One of the men who helped stop the American domination was British rider Paul Malin. Malin rode for Team Great Britain alongside Kurt Nicoll and Rob Herring at the 1994 Roggenburg event and together they scored a surprising victory against the World powers of Motocross.
Malin was the star of the show leading Team GP to their first victory in something like 30 years. Team Great Britain haven't won since.
Q: Paul, what was the atmosphere like coming into the MXoN in Switzerland in 1994?
Malin: Coming into the event Team Great Britain was the furthest from being the favorites. Herring was injured; he tweaked an ankle at Gailforf at the last round of the series. I was on the 125cc (despite racing the World 250cc series), so I was probably the weak link, and Kurt was back on 500's after a couple of years on 250's, so were we a bit of a bits and pieces team. When you looked at the teams on paper there was no clear favorite. The Americans you always strong, for 13 years straight they were victorious, didn't matter who was in the team.

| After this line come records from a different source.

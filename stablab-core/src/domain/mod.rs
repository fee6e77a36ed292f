//! Domain types for StabLab

pub mod dataset;
pub mod model_key;

pub use dataset::{Dataset, DatasetError};
pub use model_key::{ModelFamily, ModelKey, ModelKeyError, ModelVariant};

/// Row-major feature matrix.
pub type Features = Vec<Vec<f64>>;
//! All-pairs structural comparison of an ensemble.

use std::collections::BTreeMap;

use rayon::prelude::*;
use serde::{Deserialize, Serialize};
use stablab_core::{
    AdapterRegistry, AggregationError, AggregationRegistry, ModelError, RegistryError, Structure,
};
use thiserror::Error;
use tracing::debug;

use crate::ensemble::Ensemble;

#[derive(Debug, Error)]
pub enum ComparisonError {
    #[error(transparent)]
    Registry(#[from] RegistryError),
    #[error("structure extraction failed for instance {index}: {source}")]
    Analyze {
        index: usize,
        #[source]
        source: ModelError,
    },
    #[error("comparing instances {left} and {right} failed: {source}")]
    Model {
        left: usize,
        right: usize,
        #[source]
        source: ModelError,
    },
    #[error(transparent)]
    Aggregation(#[from] AggregationError),
}

/// Aggregated pairwise distances. An entry is `None` when the ensemble has
/// fewer than two instances.
#[derive(Debug, Clone, PartialEq, Serialize, Deserialize)]
pub struct ComparisonReport {
    pub pair_count: usize,
    pub distances: BTreeMap<String, Option<f64>>,
}

/// Unordered index pairs `(i, j)` with `i < j`, row-major.
pub fn pairs(n: usize) -> Vec<(usize, usize)> {
    (0..n)
        .flat_map(|i| (i + 1..n).map(move |j| (i, j)))
        .collect()
}

/// Pairwise distances in [`pairs`] order.
///
/// Each instance is analyzed once; pairs are then compared on the extracted
/// structures. Runs on the current rayon pool.
pub fn pairwise_distances(
    ensemble: &Ensemble,
    registry: &AdapterRegistry,
) -> Result<Vec<f64>, ComparisonError> {
    let adapter = registry.resolve(&ensemble.model_key)?;
    let structures = ensemble
        .instances
        .par_iter()
        .enumerate()
        .map(|(index, instance)| {
            adapter
                .analyze(&instance.model)
                .map_err(|source| ComparisonError::Analyze { index, source })
        })
        .collect::<Result<Vec<Structure>, _>>()?;

    pairs(structures.len())
        .into_par_iter()
        .map(|(left, right)| {
            adapter
                .compare_structures(&structures[left], &structures[right])
                .map_err(|source| ComparisonError::Model {
                    left,
                    right,
                    source,
                })
        })
        .collect()
}

pub fn evaluate_stability_comparison(
    ensemble: &Ensemble,
    registry: &AdapterRegistry,
    aggregations: &AggregationRegistry,
) -> Result<ComparisonReport, ComparisonError> {
    let distances = pairwise_distances(ensemble, registry)?;
    debug!(pairs = distances.len(), "computed pairwise distances");

    let aggregated: BTreeMap<String, Option<f64>> = if distances.is_empty() {
        aggregations.names().into_iter().map(|name| (name, None)).collect()
    } else {
        aggregations
            .names()
            .into_iter()
            .map(|name| {
                let value = aggregations.apply(&name, &distances)?;
                Ok((name, Some(value)))
            })
            .collect::<Result<BTreeMap<_, _>, AggregationError>>()?
    };

    Ok(ComparisonReport {
        pair_count: distances.len(),
        distances: aggregated,
    })
}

Q: What about the other teams, how were they looking?
Malin: There were other problems for other teams, some sponsorship problems in the Belgian team, Jacky Martens went as one of his personal sponsors also sponsored the Belgian team, Stefan Everts didn't go, and many thought he should have gone. The French team I think there were problems between Pichon and Demaria, one said if the other went he wouldn't go, and there were problems there, so Demaria went and Pichon didn't, so that team was Demaria, Vialle and Bolley. The Italians put Chiodi on the 250cc bike, despite the fact he had just finished second to Bobby Moore in the World 125cc championship, so it was kind of like we couldn't see any team which stood out.

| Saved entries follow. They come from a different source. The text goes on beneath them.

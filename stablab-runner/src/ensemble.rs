//! Ensemble of trained model instances produced by one training grid.

use serde::{Deserialize, Serialize};
use stablab_core::{FittedModel, ModelKey};

/// Schema version of stored ensembles and result documents.
pub const SCHEMA_VERSION: u32 = 1;

/// One `(split, iteration, preprocessing variant)` combination.
#[derive(Debug, Clone, Copy, PartialEq, Eq, PartialOrd, Ord, Hash, Serialize, Deserialize)]
pub struct GridCell {
    pub split_index: usize,
    pub iteration_index: usize,
    pub variant_index: usize,
}

/// Grid dimensions `S × I × K`.
#[derive(Debug, Clone, Copy, PartialEq, Eq, Serialize, Deserialize)]
pub struct GridShape {
    pub splits: usize,
    pub iterations: usize,
    pub variants: usize,
}

impl GridShape {
    pub fn new(splits: usize, iterations: usize, variants: usize) -> Self {
        Self {
            splits,
            iterations,
            variants,
        }
    }

    pub fn size(&self) -> usize {
        self.splits * self.iterations * self.variants
    }

    /// All cells, split-major, then iteration, then variant.
    pub fn cells(&self) -> Vec<GridCell> {
        let mut cells = Vec::with_capacity(self.size());
        for split_index in 0..self.splits {
            for iteration_index in 0..self.iterations {
                for variant_index in 0..self.variants {
                    cells.push(GridCell {
                        split_index,
                        iteration_index,
                        variant_index,
                    });
                }
            }
        }
        cells
    }
}

/// A model trained for one grid cell together with its held-out results.
#[derive(Debug, Clone, PartialEq, Serialize, Deserialize)]
pub struct TrainedInstance {
    pub cell: GridCell,
    /// Name of the preprocessing variant applied.
    pub preprocessing: String,
    pub model: FittedModel,
    /// Training rows actually fitted on (after resampling, may repeat).
    pub train_rows: Vec<usize>,
    pub test_rows: Vec<usize>,
    pub predictions: Vec<f64>,
    pub test_targets: Vec<f64>,
}

impl TrainedInstance {
    pub fn test_mse(&self) -> Option<f64> {
        if self.predictions.is_empty() || self.predictions.len() != self.test_targets.len() {
            return None;
        }
        let sse: f64 = self
            .predictions
            .iter()
            .zip(&self.test_targets)
            .map(|(p, y)| (p - y).powi(2))
            .sum();
        Some(sse / self.predictions.len() as f64)
    }

    /// Coefficient of determination on the held-out rows. `None` when the
    /// held-out targets have no variance.
    pub fn test_r2(&self) -> Option<f64> {
        let mse = self.test_mse()?;
        let n = self.test_targets.len() as f64;
        let mean = self.test_targets.iter().sum::<f64>() / n;
        let var = self.test_targets.iter().map(|y| (y - mean).powi(2)).sum::<f64>() / n;
        if var <= f64::EPSILON {
            return None;
        }
        Some(1.0 - mse / var)
    }
}

/// All instances of one run, in grid order.
#[derive(Debug, Clone, PartialEq, Serialize, Deserialize)]
pub struct Ensemble {
    pub schema_version: u32,
    pub model_key: ModelKey,
    pub dataset_name: String,
    pub shape: GridShape,
    pub seed: u64,
    pub instances: Vec<TrainedInstance>,
}

impl Ensemble {
    pub fn new(
        model_key: ModelKey,
        dataset_name: impl Into<String>,
        shape: GridShape,
        seed: u64,
        instances: Vec<TrainedInstance>,
    ) -> Self {
        Self {
            schema_version: SCHEMA_VERSION,
            model_key,
            dataset_name: dataset_name.into(),
            shape,
            seed,
            instances,
        }
    }

    pub fn len(&self) -> usize {
        self.instances.len()
    }

    pub fn is_empty(&self) -> bool {
        self.instances.is_empty()
    }

    /// Number of unordered instance pairs.
    pub fn pair_count(&self) -> usize {
        let n = self.len();
        n * n.saturating_sub(1) / 2
    }
}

Q: What made you stand out in that event?
Malin: I believed in my ability on a 125cc machine, we had one of Steve Dixon's tuned bikes, and we also had the opportunity to ride one of Rinaldi's bikes, the same bike that Moore had won the 125cc World Championship on, so for us it was about testing both, but I had done some pretty good times on my own machine, and we tested the Rinaldi kit, but it was a different machine all together.
Q: Did you also have some luck in the drawing of the gate positions?

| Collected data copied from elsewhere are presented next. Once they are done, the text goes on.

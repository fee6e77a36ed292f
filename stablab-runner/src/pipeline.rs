//! End-to-end stability evaluation.
//!
//! Stages: load dataset, build the preprocessing pipe, train (or reload) the
//! ensemble, analyze, compare, write results. Each stage logs at `info`.
//! Nothing is written unless training finishes for every cell.

use std::path::PathBuf;

use stablab_core::data::{DataError, DatasetProvider, SplitError, Splitter, StandardDatasetProvider};
use stablab_core::domain::ModelKeyError;
use stablab_core::preprocessing::{select_variants, PreprocessingError};
use stablab_core::{AdapterRegistry, AggregationRegistry, ModelKey, RegistryError};
use thiserror::Error;
use tracing::info;

use crate::analyzer::{evaluate_stability, AnalysisError};
use crate::comparator::{evaluate_stability_comparison, ComparisonError};
use crate::config::{ConfigError, EvaluationConfig};
use crate::grid::{GridRunner, TrainingError};
use crate::store::{self, StoreError};
use crate::writer::{write_results, ResultPaths, StabilityResults, WriterError};

#[derive(Debug, Error)]
pub enum EvalError {
    #[error("configuration error: {0}")]
    Config(#[from] ConfigError),
    #[error("configuration error: missing {0}")]
    MissingSelection(&'static str),
    #[error("configuration error: {0}")]
    ModelKey(#[from] ModelKeyError),
    #[error("configuration error: {0}")]
    Registry(#[from] RegistryError),
    #[error("configuration error: {0}")]
    Dataset(#[from] DataError),
    #[error("configuration error: {0}")]
    Preprocessing(#[from] PreprocessingError),
    #[error("configuration error: {0}")]
    Split(#[from] SplitError),
    #[error("training failed: {0}")]
    Training(#[from] TrainingError),
    #[error("persistence error: {0}")]
    Store(#[from] StoreError),
    #[error("persistence error: {0}")]
    Write(#[from] WriterError),
    #[error("stability analysis failed: {0}")]
    Analysis(#[from] AnalysisError),
    #[error("stability comparison failed: {0}")]
    Comparison(#[from] ComparisonError),
    #[error("failed to build worker pool: {0}")]
    WorkerPool(#[from] rayon::ThreadPoolBuildError),
}

impl EvalError {
    /// Raised before any training starts.
    pub fn is_configuration(&self) -> bool {
        matches!(
            self,
            EvalError::Config(_)
                | EvalError::MissingSelection(_)
                | EvalError::ModelKey(_)
                | EvalError::Registry(_)
                | EvalError::Dataset(_)
                | EvalError::Preprocessing(_)
                | EvalError::Split(_)
        )
    }
}

/// What one evaluation produced.
#[derive(Debug, Clone)]
pub struct EvaluationOutcome {
    pub results: StabilityResults,
    pub result_paths: ResultPaths,
    /// Set when a fresh ensemble was trained and stored.
    pub ensemble_path: Option<PathBuf>,
}

/// Parse and resolve the configured model key.
pub fn resolve_model_key(
    config: &EvaluationConfig,
    registry: &AdapterRegistry,
) -> Result<ModelKey, EvalError> {
    let text = config
        .model_key
        .as_deref()
        .ok_or(EvalError::MissingSelection("model key"))?;
    let key: ModelKey = text.parse()?;
    registry.resolve(&key)?;
    Ok(key)
}

/// Run with the built-in dataset provider and standard registries.
pub fn run_evaluation(config: &EvaluationConfig) -> Result<EvaluationOutcome, EvalError> {
    let provider =
        StandardDatasetProvider::new(&config.datasets_path).with_synthetic_rows(config.synthetic_rows);
    let registry = AdapterRegistry::standard(config.tree, config.linear);
    let aggregations = AggregationRegistry::standard();
    run_evaluation_with(config, &provider, &registry, &aggregations)
}

pub fn run_evaluation_with(
    config: &EvaluationConfig,
    provider: &dyn DatasetProvider,
    registry: &AdapterRegistry,
    aggregations: &AggregationRegistry,
) -> Result<EvaluationOutcome, EvalError> {
    config.validate()?;
    let dataset_name = config
        .dataset_name
        .as_deref()
        .ok_or(EvalError::MissingSelection("dataset name"))?;
    let key = resolve_model_key(config, registry)?;
    let splitter = Splitter::new(config.test_fraction)?;

    info!(dataset = dataset_name, "loading dataset");
    let dataset = provider.get_dataset(dataset_name)?;

    info!(variants = config.nbr_variants, "building preprocessing pipe");
    let variants = select_variants(config.nbr_variants)?;

    // One pool per run: training, analysis and comparison all share its bound.
    let pool = rayon::ThreadPoolBuilder::new()
        .num_threads(config.workers.unwrap_or(0))
        .build()?;

    let (ensemble, ensemble_path) = if config.load_existing_ensemble {
        info!(model = %key, path = %config.models_path.display(), "loading models");
        (store::load(&key, &dataset.name, &config.models_path)?, None)
    } else {
        info!(
            model = %key,
            count = config.model_count(),
            "training and testing models"
        );
        let runner = GridRunner::new(registry, splitter, config.seed).with_bootstrap(config.bootstrap);
        let ensemble = pool.install(|| {
            runner.run(key, &dataset, config.nbr_splits, config.nbr_iter, &variants)
        })?;

        info!("storing models");
        let path = store::store(&ensemble, &config.models_path)?;
        (ensemble, Some(path))
    };

    info!(instances = ensemble.len(), "evaluating models stability");
    let stability = pool.install(|| evaluate_stability(&ensemble, registry, aggregations))?;

    info!(pairs = ensemble.pair_count(), "evaluating and comparing models stability");
    let comparison =
        pool.install(|| evaluate_stability_comparison(&ensemble, registry, aggregations))?;

    info!("storing results");
    let results = StabilityResults::new(key, dataset.name.clone(), ensemble.len(), stability, comparison);
    let result_paths = write_results(&results, &config.results_path)?;

    info!("evaluation completed");
    Ok(EvaluationOutcome {
        results,
        result_paths,
        ensemble_path,
    })
}
use serde::{Deserialize, Serialize};
use std::fmt;
use std::str::FromStr;
use thiserror::Error;

/// Model family: what kind of interpretable structure the model exposes.
#[derive(Debug, Clone, Copy, PartialEq, Eq, PartialOrd, Ord, Hash, Serialize, Deserialize)]
pub enum ModelFamily {
    #[serde(rename = "DT")]
    DecisionTree,
    #[serde(rename = "LM")]
    LinearModel,
}

impl ModelFamily {
    pub fn code(&self) -> &'static str {
        match self {
            ModelFamily::DecisionTree => "DT",
            ModelFamily::LinearModel => "LM",
        }
    }

    fn from_code(code: &str) -> Option<Self> {
        match code.to_ascii_uppercase().as_str() {
            "DT" | "DECISION_TREE" | "DECISIONTREE" => Some(ModelFamily::DecisionTree),
            "LM" | "LINEAR_MODEL" | "LINEARMODEL" => Some(ModelFamily::LinearModel),
            _ => None,
        }
    }
}

/// Implementation variant within a family.
#[derive(Debug, Clone, Copy, PartialEq, Eq, PartialOrd, Ord, Hash, Serialize, Deserialize)]
#[serde(rename_all = "snake_case")]
pub enum ModelVariant {
    Sklearn,
    LinearRegression,
    Lasso,
    Ridge,
}

impl ModelVariant {
    pub fn code(&self) -> &'static str {
        match self {
            ModelVariant::Sklearn => "sklearn",
            ModelVariant::LinearRegression => "linear_regression",
            ModelVariant::Lasso => "lasso",
            ModelVariant::Ridge => "ridge",
        }
    }

    fn from_code(code: &str) -> Option<Self> {
        match code.to_ascii_lowercase().as_str() {
            "sklearn" => Some(ModelVariant::Sklearn),
            "linear_regression" | "ols" => Some(ModelVariant::LinearRegression),
            "lasso" => Some(ModelVariant::Lasso),
            "ridge" => Some(ModelVariant::Ridge),
            _ => None,
        }
    }
}

/// Identity of the model under study: `(family, variant)`.
///
/// Parsing goes through an explicit lookup table; user input is never
/// interpreted beyond matching known codes.
#[derive(Debug, Clone, Copy, PartialEq, Eq, PartialOrd, Ord, Hash, Serialize, Deserialize)]
pub struct ModelKey {
    pub family: ModelFamily,
    pub variant: ModelVariant,
}

#[derive(Debug, Error, PartialEq, Eq)]
pub enum ModelKeyError {
    #[error("malformed model key '{0}': expected FAMILY:VARIANT, e.g. DT:sklearn or LM:ridge")]
    Malformed(String),
    #[error("unknown model family '{0}' (known: DT, LM)")]
    UnknownFamily(String),
    #[error("unknown model variant '{0}' (known: sklearn, linear_regression, lasso, ridge)")]
    UnknownVariant(String),
}

impl ModelKey {
    pub const fn new(family: ModelFamily, variant: ModelVariant) -> Self {
        Self { family, variant }
    }

    /// File-name friendly form, e.g. `DT-sklearn`.
    pub fn slug(&self) -> String {
        format!("{}-{}", self.family.code(), self.variant.code())
    }
}

impl fmt::Display for ModelKey {
    fn fmt(&self, f: &mut fmt::Formatter<'_>) -> fmt::Result {
        write!(f, "{}:{}", self.family.code(), self.variant.code())
    }
}

impl FromStr for ModelKey {
    type Err = ModelKeyError;

    /// Accepts `DT:sklearn`, `LM,ridge`, `LM-lasso`, `LM/ridge` and the tuple
    /// form `('LM', 'ridge')`.
    fn from_str(s: &str) -> Result<Self, Self::Err> {
        let cleaned: String = s
            .trim()
            .trim_start_matches('(')
            .trim_end_matches(')')
            .chars()
            .filter(|c| !matches!(c, '\'' | '"' | ' '))
            .collect();

        let mut parts = cleaned.splitn(2, &[':', ',', '-', '/'][..]);
        let (family, variant) = match (parts.next(), parts.next()) {
            (Some(f), Some(v)) if !f.is_empty() && !v.is_empty() => (f, v),
            _ => return Err(ModelKeyError::Malformed(s.to_string())),
        };

        let family = ModelFamily::from_code(family)
            .ok_or_else(|| ModelKeyError::UnknownFamily(family.to_string()))?;
        let variant = ModelVariant::from_code(variant)
            .ok_or_else(|| ModelKeyError::UnknownVariant(variant.to_string()))?;

        Ok(Self { family, variant })
    }
}
//! Fitted-model state and the interpretable structures extracted from it.
//!
//! The engine only ever holds a [`FittedModel`] as an opaque, serializable
//! value; everything it needs (prediction, structure, distance) is reached
//! through a [`crate::registry::ModelAdapter`].

pub mod linear;
pub mod tree;

use std::collections::BTreeMap;

use serde::{Deserialize, Serialize};
use thiserror::Error;

use crate::domain::ModelFamily;

pub use linear::{LinearKind, LinearModel, LinearParams, LinearStructure};
pub use tree::{PathStep, RegressionTree, TreeNode, TreeParams, TreeStructure};

/// Errors raised while fitting, analysing or comparing models.
#[derive(Debug, Error)]
pub enum ModelError {
    #[error("cannot fit on an empty training set")]
    EmptyTrainingSet,
    #[error("shape mismatch: expected {expected}, found {found}")]
    ShapeMismatch { expected: usize, found: usize },
    #[error("fit produced non-finite values: {0}")]
    NonFinite(String),
    #[error("least-squares system is singular")]
    Singular,
    #[error("model family mismatch: expected {expected:?}, found {found:?}")]
    FamilyMismatch {
        expected: ModelFamily,
        found: ModelFamily,
    },
}

/// Fitted-model state. Serializable so that ensembles can be stored and
/// reloaded without refitting.
#[derive(Debug, Clone, PartialEq, Serialize, Deserialize)]
#[serde(tag = "model", rename_all = "snake_case")]
pub enum FittedModel {
    Tree(RegressionTree),
    Linear(LinearModel),
}

impl FittedModel {
    pub fn family(&self) -> ModelFamily {
        match self {
            FittedModel::Tree(_) => ModelFamily::DecisionTree,
            FittedModel::Linear(_) => ModelFamily::LinearModel,
        }
    }

    pub fn predict(&self, x: &[Vec<f64>]) -> Vec<f64> {
        match self {
            FittedModel::Tree(t) => x.iter().map(|row| t.predict_row(row)).collect(),
            FittedModel::Linear(m) => x.iter().map(|row| m.predict_row(row)).collect(),
        }
    }
}

/// Family-specific interpretable structure of a fitted model.
#[derive(Debug, Clone, PartialEq, Serialize, Deserialize)]
#[serde(tag = "structure", rename_all = "snake_case")]
pub enum Structure {
    Tree(TreeStructure),
    Linear(LinearStructure),
}

impl Structure {
    pub fn family(&self) -> ModelFamily {
        match self {
            Structure::Tree(_) => ModelFamily::DecisionTree,
            Structure::Linear(_) => ModelFamily::LinearModel,
        }
    }

    /// Per-instance scalar features; stability is their spread across an ensemble.
    pub fn summary(&self) -> BTreeMap<String, f64> {
        match self {
            Structure::Tree(s) => s.summary(),
            Structure::Linear(s) => s.summary(),
        }
    }

    /// Non-negative, symmetric dissimilarity; zero for identical structures.
    pub fn distance(&self, other: &Structure) -> Result<f64, ModelError> {
        match (self, other) {
            (Structure::Tree(a), Structure::Tree(b)) => Ok(a.distance(b)),
            (Structure::Linear(a), Structure::Linear(b)) => Ok(a.distance(b)),
            _ => Err(ModelError::FamilyMismatch {
                expected: self.family(),
                found: other.family(),
            }),
        }
    }
}

#[cfg(test)]
mod tests {
    use super::*;

    #[test]
    fn distance_across_families_is_an_error() {
        let linear = Structure::Linear(LinearStructure {
            coefficients: vec![1.0],
            intercept: 0.0,
        });
        let tree = Structure::Tree(TreeStructure {
            n_nodes: 1,
            n_leaves: 1,
            depth: 0,
            split_features: vec![],
            paths: vec![vec![]],
        });
        assert!(matches!(
            linear.distance(&tree),
            Err(ModelError::FamilyMismatch { .. })
        ));
    }

    #[test]
    fn fitted_model_serde_round_trip() {
        let model = FittedModel::Linear(LinearModel {
            kind: LinearKind::Ridge,
            coefficients: vec![0.1, -0.30000000000000004],
            intercept: 1.0 / 3.0,
        });
        let json = serde_json::to_string(&model).unwrap();
        let back: FittedModel = serde_json::from_str(&json).unwrap();
        assert_eq!(model, back);
    }
}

Malin: After the practice sessions, they drew the teams out of a hat for gate positions, team Great Britain picked gate one, and I don't know where the American were, middle of the gate from memory. As you know the 125cc riders usually got the inside gate, and then the 500cc or 250cc rider would start from the middle of the start gate somewhere, so Rob Herring started in the middle. Being on a 125cc the chances were that I would get beaten into the first corner.
Q: How did your races go?
Malin: I had shocking starts, like 35th in the first corner in both races. We had a bolt on engine, but we didn't have a bolt on rider, but I was just clicking with that circuit, it wasn't the best I ever felt, but there was a lot of adrenaline and on some circuits you can attack the circuit better on a 125cc bike, but saying that we also had some long straights and the 250cc and 500cc bikes maintains a similar speed around the circuit. I was able to pass a lot of riders that day.
Q: Obviously your biggest rival in that race was American rider Jeff Emig?
Malin: I started behind Jeff (Emig) in both races and passed him on both occasions. Obviously it was then up to him to follow me around. I had a lot of respect for him before he arrived; he was a proven rider in America and maybe the fastest 125cc rider in the World. He was picked ahead of Bobby Moore, who was World 125cc Champion. They decided to go with Emig and Moore didn't get the chance. Roy Jansson and I spoke after the weekend and he said they thought they had the 125cc class covered. No Bob Moore, because he wasn't there for America, Chiodi was riding in the 250cc class, and they looked down the list and thought there is nobody else. They didn't count on the performance of me, some of it was the bike, and some of it was down to me. I was carrying a lot of momentum in the corners and a lot of guys were going tight.